Aucune fille de leur petit groupe n’y avait échappé, mais le danseur s’était attardé sur Pauline, à la fois surprise et amusée de voir un tel spécimen mâle agiter son corps d’athlète à dix centimètres de son visage. L’homme avait soigné sa prestation et, en bon professionnel, s’était éloigné vers d’autres clientes juste avant qu’une gêne ne s’installe. Pauline ne s’était pas donnée en spectacle, elle avait juste joué le jeu devant ses collègues et s’était défendue d’avoir eu un traitement spécial. Pour se remettre de ses émotions, elle avait bu d’un trait une énième vodka tonic, bien décidée à continuer la fête : il n’y aurait plus jamais de lendemain. Elle s’était mise à danser, grisée, comme pour se charger d’énergie et de lumière avant l’hiver, à en devenir incandescente elle-même. Et puis, surgi de nulle part, un jeune type habillé d’un jean élimé et d’une chemise blanche ouverte sur le torse avait attiré sur la piste le regard de toutes les femmes présentes.
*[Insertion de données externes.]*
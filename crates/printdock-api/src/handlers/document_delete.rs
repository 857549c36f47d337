use crate::auth::CurrentUser;
use crate::error::{ErrorResponse, HttpAppError};
use crate::state::AppState;
use axum::{
    extract::{Path, State},
    Json,
};
use printdock_core::{models::MessageResponse, AppError};
use printdock_db::DocumentStore;
use printdock_storage::Storage;
use std::sync::Arc;
use uuid::Uuid;

#[utoipa::path(
    delete,
    path = "/documents/{id}",
    tag = "documents",
    params(
        ("id" = Uuid, Path, description = "Document ID")
    ),
    responses(
        (status = 200, description = "Document deleted", body = MessageResponse),
        (status = 404, description = "Document not found", body = ErrorResponse)
    )
)]
#[tracing::instrument(skip(state, current_user), fields(user_id = %current_user.0.id, document_id = %id))]
pub async fn delete_document(
    State(state): State<Arc<AppState>>,
    current_user: CurrentUser,
    Path(id): Path<Uuid>,
) -> Result<Json<MessageResponse>, HttpAppError> {
    let document = state
        .documents
        .get_document(current_user.0.id, id)
        .await?
        .ok_or_else(|| AppError::NotFound("Document not found".to_string()))?;

    // File first, then row. A missing file is fine (already the degraded
    // state downloads treat as 404); a real removal failure aborts before the
    // row disappears.
    state.storage.remove(&document.filename).await?;

    let deleted = state
        .documents
        .delete_document(current_user.0.id, id)
        .await?;
    if !deleted {
        return Err(AppError::NotFound("Document not found".to_string()).into());
    }

    tracing::info!(document_id = %id, "Document deleted");
    Ok(Json(MessageResponse::new("Document deleted successfully")))
}
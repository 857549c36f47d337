use chrono::{DateTime, Utc};
use serde::Serialize;
use utoipa::ToSchema;
use uuid::Uuid;

use super::print_job::PrintJobResponse;

/// Uploaded PDF document.
///
/// `filename` is the generated storage name (`{uuid}.pdf`, unique across all
/// documents); `original_filename` is the user-supplied name, kept for display
/// and downloads only.
#[derive(Debug, Clone)]
#[cfg_attr(feature = "sqlx", derive(sqlx::FromRow))]
pub struct Document {
    pub id: Uuid,
    pub user_id: Uuid,
    pub filename: String,
    pub original_filename: String,
    pub file_path: String,
    pub uploaded_at: DateTime<Utc>,
}

#[derive(Debug, Serialize, ToSchema)]
pub struct DocumentUploadResponse {
    pub id: Uuid,
    pub filename: String,
    pub message: String,
}

/// One entry of `GET /documents/history`: a document with its print jobs nested
/// in creation order.
#[derive(Debug, Serialize, ToSchema)]
pub struct DocumentHistoryEntry {
    pub id: Uuid,
    pub original_filename: String,
    pub uploaded_at: DateTime<Utc>,
    pub print_jobs: Vec<PrintJobResponse>,
}

/// True if `filename` names a PDF (case-insensitive `.pdf` suffix).
///
/// Upload validation runs before any storage or database mutation.
pub fn has_pdf_extension(filename: &str) -> bool {
    let lower = filename.to_ascii_lowercase();
    lower.ends_with(".pdf") && lower.len() > ".pdf".len()
}

/// Strip characters from a user-supplied filename that would break a
/// `Content-Disposition` header or a log line. Path separators are dropped so a
/// crafted name cannot suggest a location on the caller's machine.
pub fn sanitize_original_filename(filename: &str) -> String {
    filename
        .chars()
        .filter(|c| !c.is_control() && !matches!(c, '"' | '\\' | '/'))
        .collect()
}
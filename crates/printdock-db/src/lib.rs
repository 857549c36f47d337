//! Printdock Database Library
//!
//! sqlx/Postgres repositories for the three entities: users, documents, and
//! print jobs. Every document and print-job query is scoped by the owning
//! user, so a foreign id behaves exactly like a nonexistent one.

pub mod documents;
pub mod print_jobs;
pub mod users;

pub use documents::{DocumentRepository, DocumentStore};
pub use print_jobs::{PrintJobRepository, PrintJobStore};
pub use users::{UserRepository, UserStore};
use crate::auth::token::verify_token;
use crate::error::HttpAppError;
use axum::{
    extract::{FromRequestParts, Request, State},
    http::{header, request::Parts},
    middleware::Next,
    response::Response,
};
use printdock_core::{models::User, AppError};
use printdock_db::UserStore;
use std::sync::Arc;

#[derive(Clone)]
pub struct AuthState {
    pub jwt_secret: String,
    pub users: Arc<dyn UserStore>,
}

/// The authenticated account for this request, inserted by `auth_middleware`.
#[derive(Clone, Debug)]
pub struct CurrentUser(pub User);

/// Resolve `Authorization: Bearer <jwt>` to a `User` row and attach it to the
/// request. A valid token naming a since-deleted user is rejected the same way
/// as an invalid token.
pub async fn auth_middleware(
    State(auth): State<Arc<AuthState>>,
    mut request: Request,
    next: Next,
) -> Result<Response, HttpAppError> {
    let token = request
        .headers()
        .get(header::AUTHORIZATION)
        .and_then(|v| v.to_str().ok())
        .and_then(|v| v.strip_prefix("Bearer "))
        .ok_or_else(|| AppError::Unauthorized("Missing bearer token".to_string()))?;

    let user_id = verify_token(&auth.jwt_secret, token)?;

    let user = auth
        .users
        .get_by_id(user_id)
        .await?
        .ok_or_else(|| AppError::Unauthorized("Invalid or expired token".to_string()))?;

    request.extensions_mut().insert(CurrentUser(user));
    Ok(next.run(request).await)
}

impl<S> FromRequestParts<S> for CurrentUser
where
    S: Send + Sync,
{
    type Rejection = HttpAppError;

    async fn from_request_parts(parts: &mut Parts, _state: &S) -> Result<Self, Self::Rejection> {
        parts
            .extensions
            .get::<CurrentUser>()
            .cloned()
            .ok_or_else(|| AppError::Unauthorized("Missing authentication".to_string()).into())
    }
}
Pauline n’avait pas reconnu tout de suite le go-go dancer dans sa tenue civile, redevenu client comme un autre, mais pas tout à fait. Il lui arrivait, pendant cette heure de pause, de nouer conversation, de glisser sa carte de visite, d’exposer ses prestations à domicile qui assuraient une partie de ses revenus : soirées de célibataires, enterrements de vie de jeune fille, ou fêtes d’anniversaire dont il était le cadeau vivant. Cette nuit-là cependant, il s’était contenté de danser, un verre à la main, et de façon bien moins ostensible que durant ses reptations de professionnel. Il avait échangé des sourires avec Pauline, puis quelques mots dans le brouhaha infernal. S’était engagée alors une autre conversation, muette, et bien plus sensuelle, au milieu de la piste.
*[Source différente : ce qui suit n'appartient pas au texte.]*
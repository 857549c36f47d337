//! Configuration module
//!
//! Environment-based configuration for the API server. `Config::from_env` loads a
//! `.env` file when present (development convenience) and reads every setting from
//! the process environment, falling back to defaults where a default is safe.

use std::env;
use std::str::FromStr;

use anyhow::{bail, Context, Result};

const DEFAULT_SERVER_PORT: u16 = 8000;
const DEFAULT_UPLOAD_DIR: &str = "./uploads";
const DEFAULT_DB_MAX_CONNECTIONS: u32 = 20;
const DEFAULT_DB_TIMEOUT_SECS: u64 = 30;
const DEFAULT_JWT_EXPIRY_HOURS: i64 = 24;
const DEFAULT_MAX_UPLOAD_SIZE_BYTES: usize = 20 * 1024 * 1024;

#[derive(Clone, Debug)]
pub struct Config {
    pub server_port: u16,
    pub environment: String,
    pub cors_origins: Vec<String>,

    // Database
    pub database_url: String,
    pub db_max_connections: u32,
    pub db_timeout_seconds: u64,

    // Upload storage
    pub upload_dir: String,
    pub max_upload_size_bytes: usize,

    // Auth
    pub jwt_secret: String,
    pub jwt_expiry_hours: i64,

    // Printing subsystem
    pub printing_enabled: bool,
    pub cups_host: Option<String>,
    pub lpstat_path: String,
    pub lpoptions_path: String,
    pub lp_path: String,
}

impl Config {
    pub fn from_env() -> Result<Self> {
        dotenvy::dotenv().ok();

        let environment = env_or("ENVIRONMENT", "development");

        let database_url = env::var("DATABASE_URL")
            .context("DATABASE_URL environment variable is required")?;

        let jwt_secret = match env::var("JWT_SECRET") {
            Ok(secret) => secret,
            Err(_) => {
                if is_production_env(&environment) {
                    bail!("JWT_SECRET environment variable is required in production");
                }
                "printdock-dev-secret".to_string()
            }
        };

        let cors_origins = env_or("CORS_ORIGINS", "")
            .split(',')
            .map(|s| s.trim().to_string())
            .filter(|s| !s.is_empty())
            .collect();

        Ok(Config {
            server_port: env_parse("SERVER_PORT", DEFAULT_SERVER_PORT)?,
            environment,
            cors_origins,
            database_url,
            db_max_connections: env_parse("DB_MAX_CONNECTIONS", DEFAULT_DB_MAX_CONNECTIONS)?,
            db_timeout_seconds: env_parse("DB_TIMEOUT_SECONDS", DEFAULT_DB_TIMEOUT_SECS)?,
            upload_dir: env_or("UPLOAD_DIR", DEFAULT_UPLOAD_DIR),
            max_upload_size_bytes: env_parse(
                "MAX_UPLOAD_SIZE_BYTES",
                DEFAULT_MAX_UPLOAD_SIZE_BYTES,
            )?,
            jwt_secret,
            jwt_expiry_hours: env_parse("JWT_EXPIRY_HOURS", DEFAULT_JWT_EXPIRY_HOURS)?,
            printing_enabled: env_parse("PRINTING_ENABLED", true)?,
            cups_host: env::var("CUPS_HOST").ok().filter(|s| !s.is_empty()),
            lpstat_path: env_or("LPSTAT_PATH", "lpstat"),
            lpoptions_path: env_or("LPOPTIONS_PATH", "lpoptions"),
            lp_path: env_or("LP_PATH", "lp"),
        })
    }

    pub fn is_production(&self) -> bool {
        is_production_env(&self.environment)
    }
}

fn is_production_env(environment: &str) -> bool {
    let env = environment.to_lowercase();
    env == "production" || env == "prod"
}

fn env_or(key: &str, default: &str) -> String {
    env::var(key).unwrap_or_else(|_| default.to_string())
}

fn env_parse<T>(key: &str, default: T) -> Result<T>
where
    T: FromStr,
    T::Err: std::fmt::Display,
{
    match env::var(key) {
        Ok(raw) => raw
            .parse::<T>()
            .map_err(|e| anyhow::anyhow!("Invalid value for {}: {}", key, e)),
        Err(_) => Ok(default),
    }
}
//! Application wiring: database, storage, printer gateway, routes, server.

pub mod database;
pub mod routes;
pub mod server;

use crate::state::AppState;
use anyhow::{Context, Result};
use axum::Router;
use printdock_core::Config;
use printdock_db::{
    DocumentRepository, DocumentStore, PrintJobRepository, PrintJobStore, UserRepository, UserStore,
};
use printdock_printer::create_gateway;
use printdock_storage::{LocalStorage, Storage};
use std::sync::Arc;

/// Build the full application: pool + migrations, upload storage, printer
/// gateway, repositories, and the router.
pub async fn initialize_app(config: Config) -> Result<(Arc<AppState>, Router)> {
    let pool = database::setup_database(&config).await?;

    let storage: Arc<dyn Storage> = Arc::new(
        LocalStorage::new(&config.upload_dir)
            .await
            .context("Failed to initialize upload storage")?,
    );

    let printer = create_gateway(&config);

    let users: Arc<dyn UserStore> = Arc::new(UserRepository::new(pool.clone()));
    let documents: Arc<dyn DocumentStore> = Arc::new(DocumentRepository::new(pool.clone()));
    let print_jobs: Arc<dyn PrintJobStore> = Arc::new(PrintJobRepository::new(pool.clone()));

    let state = Arc::new(AppState {
        users,
        documents,
        print_jobs,
        db_pool: pool,
        storage,
        printer,
        config,
    });

    let router = routes::setup_routes(&state)?;

    Ok((state, router))
}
Alain avait découvert une Pauline inconnue, cédant à sa frénésie, et si délicieusement. Fatigué de tant d’agitation, il lui avait proposé de la ramener, elle avait refusé tout net : Je prendrai un taxi ! À lundi ! Alain avait rejoint sa voiture sans savoir quoi penser de ce spectacle-là. Avait-il vu une jeune femme profiter d’une soirée exceptionnelle, ou bien l’épouse de son meilleur ami, ivre morte, essayant de provoquer un semi-gigolo ? Fallait-il que je la laisse là-bas ? Ou que j’y retourne pour garder un œil sur elle ? Que j’insiste pour la raccompagner ? Je ne savais plus quoi faire, Yves, je te supplie de me croire. D’un côté, je me disais qu’elle n’était plus responsable de ses actes, et que le lendemain elle me remercierait d’être intervenu. D’un autre, je me disais qu’après tout elle était adulte, et que rien de tout ça ne me regardait.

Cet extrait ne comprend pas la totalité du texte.